Zahlavi

Sandra Kreisslová

Sandra Kreisslová

 

 

FotoKreisslova

PhDr. Sandra Kreisslová, Ph.D.

Department of Memory Studies
Researcher

Email: kreisslova@eu.cas.cz
Address: Puškinovo náměstí 447/9, 160 00 Prague 6, Czechia
Tel.:     +420 773 032 699

ASEP; ORCID

QUALIFICATIONS

2011    Ph.D., Ethnology, Faculty of Arts, Charles University, Prague
2006    M.A., Social Anthropology, University of Pardubice
2004    B.A., Social Anthropology, University of Pardubice

PRINCIPAL RESEARCH INTERESTS

Culture of Remembrance and Collective Memory; Ethnic Minorities; Trauma and Forced Migration; Anthropology of Tourism; Anthropology of Borders; German-speaking Population of the Czech Lands; Transformation Processes in the Area of the Czech-German and Czech-Austrian Border after 1945; Everyday Life in the Area of the Czech-Slovak and Slovak-Ukrainian Border; Oral History

RESEARCH PROFILE

My research currently follows two main axes. First, I examine how borders are perceived, experienced, and narrated by local actors. I focus on the dynamics of borders and their transformations during times of crisis, with an empirical emphasis on the Czech-Slovak and Slovak-Ukrainian borders.

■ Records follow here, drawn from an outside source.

use crate::core::compositor::FrameCompositor;
use crate::core::config::{DispatchMode, PipelineConfig};
use crate::core::error::{RenderError, Result};
use crate::core::raster::ClipRect;
use command::{CommandDecoder, PolygonRecord};
use render::{
    commit, prepare_polygon, FragmentBatch, GeometryState, PolygonJob, ShadeParams,
    TriangleRasterizer,
};
use serde::{Deserialize, Serialize};
use snapshot::{PipelineSnapshot, SNAPSHOT_VERSION};
use std::sync::Arc;
use texture::TextureStore;
use worker::RenderPool;

/// Rendering context state
#[derive(Debug, Clone, Copy, PartialEq, Eq, Serialize, Deserialize)]
pub enum PipelineState {
    Idle,
    Accumulating,
    Replaying,
}

/// One polygon pipeline instance
pub struct Pipeline {
    config: PipelineConfig,
    params: ShadeParams,
    state: PipelineState,

    geometry: GeometryState,
    textures: Arc<TextureStore>,
    compositor: FrameCompositor,

    rasterizer: TriangleRasterizer,
    pool: Option<RenderPool>,
    decoder: CommandDecoder,

    display_list: Vec<PolygonRecord>,
    /// Polygons accepted this frame
    submitted: usize,
    /// Next polygon sequence number this frame
    sequence: u64,
    frame_aborted: bool,
}
// SPDX-License-Identifier: Apache-2.0
// Copyright 2025 itsakeyfut
//
// Licensed under the Apache License, Version 2.0 (the "License");
// you may not use this file except in compliance with the License.
// You may obtain a copy of the License at
//
//     http://www.apache.org/licenses/LICENSE-2.0
//
// Unless required by applicable law or agreed to in writing, software
// distributed under the License is distributed on an "AS IS" BASIS,
// WITHOUT WARRANTIES OR CONDITIONS OF ANY KIND, either express or implied.
// See the License for the specific language governing permissions and
// limitations under the License.

//! Framebuffer pixel formats and blending
//!
//! Pixels are stored as `u32` words whatever the variant's format, so the
//! compositor and the pipeline share one buffer type.
//!
//! # 15-bit layout
//!
//! - Bits 0-4: Red
//! - Bits 5-9: Green
//! - Bits 10-14: Blue
//! - Bit 15: Pen bit (`Rgb555Pen` sets it on every written pixel)

use serde::{Deserialize, Serialize};

/// 24-bit RGB color
#[derive(Debug, Clone, Copy, PartialEq, Eq, Default, Serialize, Deserialize)]
pub struct Color {
    pub r: u8,
    pub g: u8,
    pub b: u8,
}

impl Color {
    pub const BLACK: Color = Color::new(0, 0, 0);
    pub const WHITE: Color = Color::new(255, 255, 255);

    pub const fn new(r: u8, g: u8, b: u8) -> Self {
        Self { r, g, b }
    }

    /// Decode a command-stream color word (`0x00BBGGRR`)
    ///
    /// # Examples
    ///
    /// ```
    /// use arcpoly::core::pipeline::blend::Color;
    ///
    /// let color = Color::from_u32(0xFF8040);
    /// assert_eq!(color, Color::new(0x40, 0x80, 0xFF));
    /// ```
    pub fn from_u32(value: u32) -> Self {
        Self {
            r: (value & 0xFF) as u8,
            g: ((value >> 8) & 0xFF) as u8,
            b: ((value >> 16) & 0xFF) as u8,
        }
    }

    /// Encode as a command-stream color word (`0x00BBGGRR`)
    pub fn to_u32(self) -> u32 {
        self.r as u32 | (self.g as u32) << 8 | (self.b as u32) << 16
    }
}

/// 4x4 ordered dither offsets, indexed `[y & 3][x & 3]`
const DITHER_TABLE: [[i16; 4]; 4] = [
    [-4, 0, -3, 1],
    [2, -2, 3, -1],
    [-3, 1, -4, 0],
    [3, -1, 2, -2],
];

/// Framebuffer pixel format of a hardware variant
#[derive(Debug, Clone, Copy, PartialEq, Eq, Serialize, Deserialize)]
pub enum PixelFormat {
    /// 5-5-5 RGB
    Rgb555,
    /// 5-5-5 RGB with bit 15 set on every written pixel
    Rgb555Pen,
    /// 8-8-8-8 ARGB, alpha always 0xFF when written
    Argb8888,
}

impl PixelFormat {
    /// Pack a color into a framebuffer word (channels truncated)
    #[inline]
    pub fn pack(self, c: Color) -> u32 {
        match self {
            PixelFormat::Rgb555 => pack_555(c.r, c.g, c.b),
            PixelFormat::Rgb555Pen => pack_555(c.r, c.g, c.b) | 0x8000,
            PixelFormat::Argb8888 => {
                0xFF00_0000 | (c.r as u32) << 16 | (c.g as u32) << 8 | c.b as u32
            }
        }
    }

    /// Pack with 4x4 ordered dithering at pixel `(x, y)`
    ///
    /// 32-bit formats have no precision to recover and are packed as is.
    #[inline]
    pub fn pack_dithered(self, c: Color, x: i32, y: i32) -> u32 {
        if self == PixelFormat::Argb8888 {
            return self.pack(c);
        }
        let offset = DITHER_TABLE[(y & 3) as usize][(x & 3) as usize];
        let dither = |v: u8| (v as i16 + offset).clamp(0, 255) as u8;
        self.pack(Color::new(dither(c.r), dither(c.g), dither(c.b)))
    }

    /// Expand a framebuffer word to 24-bit color
    #[inline]
    pub fn unpack(self, word: u32) -> Color {
        match self {
            PixelFormat::Rgb555 | PixelFormat::Rgb555Pen => {
                let expand = |v: u32| ((v << 3) | (v >> 2)) as u8;
                Color::new(
                    expand(word & 0x1F),
                    expand((word >> 5) & 0x1F),
                    expand((word >> 10) & 0x1F),
                )
            }
            PixelFormat::Argb8888 => Color::new((word >> 16) as u8, (word >> 8) as u8, word as u8),
        }
    }

    /// Convert a framebuffer word to opaque ARGB8888 for display
    #[inline]
    pub fn to_argb8888(self, word: u32) -> u32 {
        let c = self.unpack(word);
        0xFF00_0000 | (c.r as u32) << 16 | (c.g as u32) << 8 | c.b as u32
    }

    fn channel_layout(self) -> (&'static [u32], u32) {
        match self {
            PixelFormat::Rgb555 | PixelFormat::Rgb555Pen => (&[0, 5, 10], 0x1F),
            PixelFormat::Argb8888 => (&[0, 8, 16], 0xFF),
        }
    }

    /// Bits kept from the source word regardless of blending
    fn fixed_bits(self, src: u32) -> u32 {
        match self {
            PixelFormat::Rgb555 => 0,
            PixelFormat::Rgb555Pen => src & 0x8000,
            PixelFormat::Argb8888 => 0xFF00_0000,
        }
    }
}

#[inline(always)]
fn pack_555(r: u8, g: u8, b: u8) -> u32 {
    (r as u32 >> 3) | (g as u32 >> 3) << 5 | (b as u32 >> 3) << 10
}

/// Color blending rule between a new pixel and the framebuffer
#[derive(Debug, Clone, Copy, PartialEq, Eq, Default, Serialize, Deserialize)]
pub enum BlendMode {
    /// Replace the framebuffer pixel
    #[default]
    Opaque,
    /// 50% mix by halving and summing masked channel groups
    Half,
    /// Source weighted by a 5-bit factor: `(s*f + d*(31-f)) / 31`
    Translucent(u8),
    /// Per-channel saturating add
    Additive,
}

impl BlendMode {
    /// Blend packed source `src` over packed destination `dst`
    ///
    /// # Examples
    ///
    /// ```
    /// use arcpoly::core::pipeline::blend::{BlendMode, PixelFormat};
    ///
    /// let grey = BlendMode::Half.apply(PixelFormat::Rgb555, 0x7FFF, 0x0000);
    /// assert_eq!(grey, 0x3DEF);
    /// ```
    #[inline]
    pub fn apply(self, format: PixelFormat, src: u32, dst: u32) -> u32 {
        let keep = format.fixed_bits(src);
        match self {
            BlendMode::Opaque => src,
            BlendMode::Half => {
                let mask = match format {
                    PixelFormat::Rgb555 | PixelFormat::Rgb555Pen => 0x7BDE,
                    PixelFormat::Argb8888 => 0x00FE_FEFE,
                };
                (((src & mask) + (dst & mask)) >> 1) | keep
            }
            BlendMode::Translucent(factor) => {
                let f = factor.min(31) as u32;
                Self::per_channel(format, src, dst, |s, d, _| (s * f + d * (31 - f)) / 31) | keep
            }
            BlendMode::Additive => {
                Self::per_channel(format, src, dst, |s, d, max| (s + d).min(max)) | keep
            }
        }
    }

    fn per_channel(
        format: PixelFormat,
        src: u32,
        dst: u32,
        op: impl Fn(u32, u32, u32) -> u32,
    ) -> u32 {
        let (shifts, max) = format.channel_layout();
        shifts.iter().fold(0, |acc, &shift| {
            let s = (src >> shift) & max;
            let d = (dst >> shift) & max;
            acc | (op(s, d, max) & max) << shift
        })
    }
}

#[cfg(test)]
mod tests {
    use super::*;

    #[test]
    fn test_pack_formats() {
        let c = Color::new(0xFF, 0x80, 0x08);
        assert_eq!(PixelFormat::Rgb555.pack(c), 0x1F | 0x10 << 5 | 0x01 << 10);
        assert_eq!(PixelFormat::Rgb555Pen.pack(c) & 0x8000, 0x8000);
        assert_eq!(PixelFormat::Argb8888.pack(c), 0xFFFF_8008);
    }

    #[test]
    fn test_unpack_expands_555() {
        let white = PixelFormat::Rgb555.unpack(0x7FFF);
        assert_eq!(white, Color::WHITE);
        let c = PixelFormat::Argb8888.unpack(0xFF12_3456);
        assert_eq!(c, Color::new(0x12, 0x34, 0x56));
    }

    #[test]
    fn test_dither_varies_by_position() {
        let c = Color::new(0x86, 0x86, 0x86);
        let a = PixelFormat::Rgb555.pack_dithered(c, 0, 0); // -4
        let b = PixelFormat::Rgb555.pack_dithered(c, 2, 1); // +3
        assert_eq!(a & 0x1F, 0x82 >> 3);
        assert_eq!(b & 0x1F, 0x89 >> 3);
        assert_ne!(a, b);
        assert_eq!(PixelFormat::Argb8888.pack_dithered(c, 0, 0), PixelFormat::Argb8888.pack(c));
    }

    #[test]
    fn test_dither_clamps_at_extremes() {
        let black = PixelFormat::Rgb555.pack_dithered(Color::BLACK, 0, 0);
        let white = PixelFormat::Rgb555.pack_dithered(Color::WHITE, 2, 1);
        assert_eq!(black, 0);
        assert_eq!(white, 0x7FFF);
    }

    #[test]
    fn test_half_blend() {
        assert_eq!(BlendMode::Half.apply(PixelFormat::Rgb555, 0x7FFF, 0x0000), 0x3DEF);
        // Pen bit comes from the source
        assert_eq!(BlendMode::Half.apply(PixelFormat::Rgb555Pen, 0xFFFF, 0x0000), 0xBDEF);
        assert_eq!(
            BlendMode::Half.apply(PixelFormat::Argb8888, 0xFFFF_FFFF, 0xFF00_0000),
            0xFF7F_7F7F
        );
    }

    #[test]
    fn test_translucent_blend() {
        let fmt = PixelFormat::Rgb555;
        assert_eq!(BlendMode::Translucent(31).apply(fmt, 0x7FFF, 0x0000), 0x7FFF);
        assert_eq!(BlendMode::Translucent(0).apply(fmt, 0x7FFF, 0x1234), 0x1234);
        // 10/31 of 31 = 10 per channel
        let c = BlendMode::Translucent(10).apply(fmt, 0x7FFF, 0x0000);
        assert_eq!(c, 10 | 10 << 5 | 10 << 10);
    }

    #[test]
    fn test_additive_saturates() {
        let fmt = PixelFormat::Rgb555;
        let c = BlendMode::Additive.apply(fmt, 20 | 5 << 5, 20 | 5 << 5);
        assert_eq!(c, 31 | 10 << 5);
    }
}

Second, my work examines the issues of interethnic relations, culture of remembrance and collective memory, which I observe among the German-speaking population of the Czech lands. Specifically, I am interested in the construction of home (Heimat) among forcibly displaced Germans and their nostalgic return journeys to Czechoslovakia during the Cold War. My research on family memory and the transmission of recollections of post-war migrations to and from Czechoslovakia resulted in the collective monograph Takové normální rodinné historky“: Obrazy migrace a migrující obrazy v rodinné paměti [“Just Ordinary Family Stories”: Images of Migration and Migrating Images in Family Memory] (2019, co-authors Nosková, Jana – Pavlásek, Michal), which was translated into German and awarded first place in the Book of the Year 2019 category by the Czech Ethnological Society.

Alongside these core areas, I remain deeply interested in the ethics of oral-history and ethnographic research in the context of crises and trauma.